Many employers collect biometric data like retina or iris scans, voiceprints, hand scans, fingerprints, facial scans and DNA from their employees to track working hours, allow employee admittance to secure areas or provide access to pay stubs, among other reasons. The Illinois Biometric Information Privacy Act (BIPA) was enacted in 2008 to regulate and safeguard how private entities in Illinois handle biometric information, and imposes notice and consent requirements for the collection and storage of such data.

Since 2019, if a covered employer mishandles an individual’s data, BIPA grants the individual a private right of action to sue the company. Importantly, the individual does not need to prove actual financial or physical harm to sue under BIPA. This serves as an important reminder to Illinois employers of their obligations when collecting biometric data from any individual, including potential or current employees. These include:

  • Written Informed Consent: Companies must inform individuals in writing about the collection, purpose and duration of the biometric data storage, and must obtain a signed written release.
  • Prohibition on Selling or Profiting: Companies may not sell, lease or profit in any way from an individual’s biometric data.
  • Data Policies: Companies must develop and publish a written policy regarding retention and data destruction. This policy must be publicly available.

BIPA violations carry steep penalties. Individuals may recover up to $1,000 per negligent violation and up to $5,000 per intentional or reckless violation. For many years, courts counted each individual biometric scan as a separate BIPA violation, leading to very substantial aggregate penalties. For example, in Cothron v. White Castle System, Inc., a class of employees alleged that they scanned their fingerprints to access pay stubs and computers. White Castle used a third-party vendor to verify each scan and authorize the employee’s access. White Castle did not seek the plaintiff’s consent to acquire her fingerprint until 2018, 14 years after her employment with the company commenced. In 2023, despite recognizing the risk of “annihilative liability” resulting from its analysis, the Illinois Supreme Court ruled that, based on the plain language of the statute, a separate claim accrues under BIPA each time a private entity scans or transmits an individual’s biometric data, which contributed to the parties settling the class action for more than $9 million. Nonetheless, the court encouraged the state legislature to revisit the statute in light of the result.

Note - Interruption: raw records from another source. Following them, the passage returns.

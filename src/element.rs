//! Reference elements and the mixed Raviart-Thomas/DGQ element.
//!
//! The mixed element pairs a vector-valued, normal-continuous velocity space with a
//! discontinuous pressure space on quadrilaterals. The solution has `dim + 1` components,
//! ordered as `[u_x, u_y, p]`.
use crate::{DarcyError, Result};
use darcy_quadrature::univariate::gauss;
use nalgebra::{Matrix2, Point2, Vector2};
use std::ops::Range;

mod discontinuous;
mod quadrilateral;
mod raviart_thomas;

pub use discontinuous::DiscontinuousQuad;
pub use quadrilateral::{Quad4d2Element, REFERENCE_FACE_OUTWARD_SIGNS};
pub use raviart_thomas::{RaviartThomasQuad, RaviartThomasShape};

/// Geometric map from the reference quadrilateral `[-1, 1]^2` to a physical cell.
pub trait FiniteElement {
    /// Maps reference coordinates to physical coordinates.
    fn map_reference_coords(&self, xi: &Point2<f64>) -> Point2<f64>;

    /// Jacobian of the reference-to-physical map at the given reference coordinates.
    fn reference_jacobian(&self, xi: &Point2<f64>) -> Matrix2<f64>;

    /// Largest distance between two vertices of the element.
    fn diameter(&self) -> f64;
}

/// The field a degree of freedom belongs to.
#[derive(Debug, Copy, Clone, PartialEq, Eq, Hash)]
pub enum FieldRole {
    Velocity,
    Pressure,
}

/// Selection of solution components, indexed `[u_x, u_y, p]` in two dimensions.
#[derive(Debug, Clone, PartialEq, Eq)]
pub struct ComponentMask(Vec<bool>);

impl ComponentMask {
    pub fn new(selected: Vec<bool>) -> Self {
        Self(selected)
    }

    /// Selects the `dim` velocity components.
    pub fn velocity(dim: usize) -> Self {
        Self((0..=dim).map(|c| c < dim).collect())
    }

    /// Selects the pressure component.
    pub fn pressure(dim: usize) -> Self {
        Self((0..=dim).map(|c| c == dim).collect())
    }

    pub fn complement(&self) -> Self {
        Self(self.0.iter().map(|selected| !selected).collect())
    }

    pub fn len(&self) -> usize {
        self.0.len()
    }

    pub fn is_empty(&self) -> bool {
        self.0.is_empty()
    }

    pub fn is_selected(&self, component: usize) -> bool {
        self.0.get(component).copied().unwrap_or(false)
    }

    /// Whether degrees of freedom with the given role are selected.
    ///
    /// A velocity dof contributes to every velocity component, so it is selected as soon as
    /// any velocity component is.
    pub fn selects_role(&self, role: FieldRole) -> bool {
        let dim = self.0.len().saturating_sub(1);
        match role {
            FieldRole::Velocity => (0..dim).any(|c| self.is_selected(c)),
            FieldRole::Pressure => self.is_selected(dim),
        }
    }
}

/// Lagrange polynomials on `[-1, 1]` interpolating at a set of distinct nodes.
#[derive(Debug, Clone, PartialEq)]
pub struct LagrangeBasis1d {
    nodes: Vec<f64>,
}

impl LagrangeBasis1d {
    pub fn from_nodes(nodes: Vec<f64>) -> Self {
        Self { nodes }
    }

    /// Interpolation at the `num_nodes` Gauss points.
    pub fn gauss(num_nodes: usize) -> Self {
        let (_, points) = gauss(num_nodes);
        Self::from_nodes(points.into_iter().map(|[x]| x).collect())
    }

    /// Interpolation at both end points and the `num_interior` Gauss points in between.
    pub fn gauss_with_endpoints(num_interior: usize) -> Self {
        let mut nodes = vec![-1.0];
        if num_interior > 0 {
            let (_, points) = gauss(num_interior);
            nodes.extend(points.into_iter().map(|[x]| x));
        }
        nodes.push(1.0);
        Self::from_nodes(nodes)
    }

    pub fn num_nodes(&self) -> usize {
        self.nodes.len()
    }

    pub fn nodes(&self) -> &[f64] {
        &self.nodes
    }

    pub fn value(&self, i: usize, t: f64) -> f64 {
        let x_i = self.nodes[i];
        self.nodes
            .iter()
            .enumerate()
            .filter(|&(m, _)| m != i)
            .map(|(_, &x_m)| (t - x_m) / (x_i - x_m))
            .product()
    }

    pub fn derivative(&self, i: usize, t: f64) -> f64 {
        let x_i = self.nodes[i];
        let mut sum = 0.0;
        for (l, &x_l) in self.nodes.iter().enumerate() {
            if l == i {
                continue;
            }
            let product: f64 = self
                .nodes
                .iter()
                .enumerate()
                .filter(|&(m, _)| m != i && m != l)
                .map(|(_, &x_m)| (t - x_m) / (x_i - x_m))
                .product();
            sum += product / (x_i - x_l);
        }
        sum
    }

    pub fn populate_values(&self, t: f64, values: &mut [f64]) {
        assert_eq!(values.len(), self.num_nodes());
        for (i, value) in values.iter_mut().enumerate() {
            *value = self.value(i, t);
        }
    }

    pub fn populate_derivatives(&self, t: f64, derivatives: &mut [f64]) {
        assert_eq!(derivatives.len(), self.num_nodes());
        for (i, derivative) in derivatives.iter_mut().enumerate() {
            *derivative = self.derivative(i, t);
        }
    }
}

/// Raviart-Thomas velocity of degree `k` paired with discontinuous pressure of degree `k` on
/// quadrilaterals.
///
/// Local dofs are ordered as
///
/// 1. `4 (k + 1)` face dofs, face by face, where face `f` runs from vertex `f` to vertex
///    `f + 1` and its dofs are ordered along that direction,
/// 2. `2 k (k + 1)` interior velocity dofs,
/// 3. `(k + 1)^2` pressure dofs.
#[derive(Debug, Clone, PartialEq)]
pub struct MixedElement {
    dim: usize,
    velocity: RaviartThomasQuad,
    pressure: DiscontinuousQuad,
}

impl MixedElement {
    /// The two-dimensional mixed element of the given degree.
    pub fn new(degree: usize) -> Self {
        Self {
            dim: 2,
            velocity: RaviartThomasQuad::new(degree),
            pressure: DiscontinuousQuad::new(degree),
        }
    }

    /// Constructs the element for the given spatial dimension.
    ///
    /// Only quadrilaterals in two dimensions are supported, any other dimension is a
    /// configuration error.
    pub fn try_new(degree: usize, dim: usize) -> Result<Self> {
        if dim != 2 {
            return Err(DarcyError::Configuration(format!(
                "the Raviart-Thomas/DGQ element is only available in two dimensions, not {}",
                dim
            )));
        }
        Ok(Self::new(degree))
    }

    pub fn degree(&self) -> usize {
        self.velocity.degree()
    }

    pub fn dim(&self) -> usize {
        self.dim
    }

    /// Number of solution components, `dim` velocity components and one pressure component.
    pub fn n_components(&self) -> usize {
        self.dim + 1
    }

    pub fn vertices_per_cell(&self) -> usize {
        4
    }

    pub fn faces_per_cell(&self) -> usize {
        4
    }

    pub fn dofs_per_face(&self) -> usize {
        self.degree() + 1
    }

    pub fn n_velocity_dofs(&self) -> usize {
        self.velocity.num_dofs()
    }

    pub fn n_pressure_dofs(&self) -> usize {
        self.pressure.num_dofs()
    }

    /// `2 (k + 1) (k + 2) + (k + 1)^2`
    pub fn n_dofs(&self) -> usize {
        self.n_velocity_dofs() + self.n_pressure_dofs()
    }

    pub fn role(&self, local_dof: usize) -> FieldRole {
        if local_dof < self.n_velocity_dofs() {
            FieldRole::Velocity
        } else {
            FieldRole::Pressure
        }
    }

    /// Local indices of the dofs associated with the given face.
    pub fn face_dofs(&self, face: usize) -> Range<usize> {
        let n = self.dofs_per_face();
        face * n..(face + 1) * n
    }

    /// The face a local dof is associated with, if any.
    pub fn face_of_dof(&self, local_dof: usize) -> Option<usize> {
        let n = self.dofs_per_face();
        let face = local_dof / n;
        (face < self.faces_per_cell()).then_some(face)
    }

    pub fn velocity_space(&self) -> &RaviartThomasQuad {
        &self.velocity
    }

    pub fn pressure_space(&self) -> &DiscontinuousQuad {
        &self.pressure
    }

    /// Evaluates all reference basis functions at `xi`.
    ///
    /// All slices must have length [`n_dofs`](Self::n_dofs). Velocity values and divergences
    /// are zero for pressure dofs and vice versa.
    pub fn populate_reference_values(
        &self,
        xi: &Point2<f64>,
        velocity: &mut [Vector2<f64>],
        divergence: &mut [f64],
        pressure: &mut [f64],
    ) {
        let n_u = self.n_velocity_dofs();
        velocity.fill(Vector2::zeros());
        divergence.fill(0.0);
        pressure.fill(0.0);
        self.velocity
            .populate_values(xi, &mut velocity[..n_u], &mut divergence[..n_u]);
        self.pressure.populate_values(xi, &mut pressure[n_u..]);
    }
}
// Copyright 2021 Google LLC
//
// Licensed under the Apache License, Version 2.0 (the "License");
// you may not use this file except in compliance with the License.
// You may obtain a copy of the License at
//
//     https://www.apache.org/licenses/LICENSE-2.0
//
// Unless required by applicable law or agreed to in writing, software
// distributed under the License is distributed on an "AS IS" BASIS,
// WITHOUT WARRANTIES OR CONDITIONS OF ANY KIND, either express or implied.
// See the License for the specific language governing permissions and
// limitations under the License.

/// The operations every LCD panel driver offers, independent of the
/// controller.
///
/// Except [destroy()](Self::destroy), the trait is object safe, so an
/// application can drive `&mut dyn Panel<Error = E>` without knowing the
/// controller.
pub trait Panel {
    type Error;

    /// Resets the controller, with the reset line if there is one.
    fn reset(&mut self) -> Result<(), Self::Error>;

    /// Sends the initialization sequence. Blocks until the panel is on.
    fn init(&mut self) -> Result<(), Self::Error>;

    /// Writes `pixels` into `[x_start, x_end) x [y_start, y_end)`.
    ///
    /// `pixels` is packed in the configured pixel format, row by row.
    ///
    /// # Panics
    ///
    /// If the region is empty, i.e., `x_start >= x_end` or
    /// `y_start >= y_end`.
    fn draw_bitmap(&mut self, x_start: u16, y_start: u16, x_end: u16,
                   y_end: u16, pixels: &[u8]) -> Result<(), Self::Error>;

    fn invert_color(&mut self, invert: bool) -> Result<(), Self::Error>;

    fn mirror(&mut self, mirror_x: bool, mirror_y: bool)
            -> Result<(), Self::Error>;

    fn swap_axes(&mut self, swap: bool) -> Result<(), Self::Error>;

    /// Sets the offset added to every later [draw_bitmap()](Self::draw_bitmap)
    /// window. Already drawn content doesn't move.
    fn set_gap(&mut self, x_gap: u16, y_gap: u16) -> Result<(), Self::Error>;

    fn display_on_off(&mut self, on: bool) -> Result<(), Self::Error>;

    /// Enters (`true`) or exits (`false`) the sleep mode.
    fn sleep(&mut self, sleep: bool) -> Result<(), Self::Error>;

    /// Releases what the driver acquired and drops it.
    fn destroy(self) -> Result<(), Self::Error> where Self: Sized;
}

The Illinois General Assembly took notice of these massive penalties and passed an amendment, effective August 2, 2024, limiting potential damages to accrue per-person rather than per-violation (SB 2979). In other words, if a company repeatedly violates BIPA collection requirements from the same person, it constitutes only a single violation for purposes of calculating statutory damages. In a welcome relief to employers, the Seventh Circuit Court of Appeals decided on April 1, 2026 that the per-person damage accrual amendment was remedial and procedural, rather than substantive, and it therefore applies retroactively to any cases that were pending on August 2, 2024 when the amendment came into effect. (Clay v. Union Pacific). Thus, regardless of when a BIPA claim accrued or how many times data was wrongfully collected or stored, an employer may be liable only for a single per-person penalty.

Although the BIPA amendment and Clay decision are good news for employers, Illinois employers should nonetheless continue to scrutinize their biometric data collection procedures and ensure they are obtaining advance written informed consent, outlining the purpose of collecting the data and explaining to employees and consumers the duration of data storage before they obtain any biometric data. Even if damages are calculated on a per-person rather than per-violation basis, the consequences for BIPA missteps on an aggregate basis would nonetheless be substantial.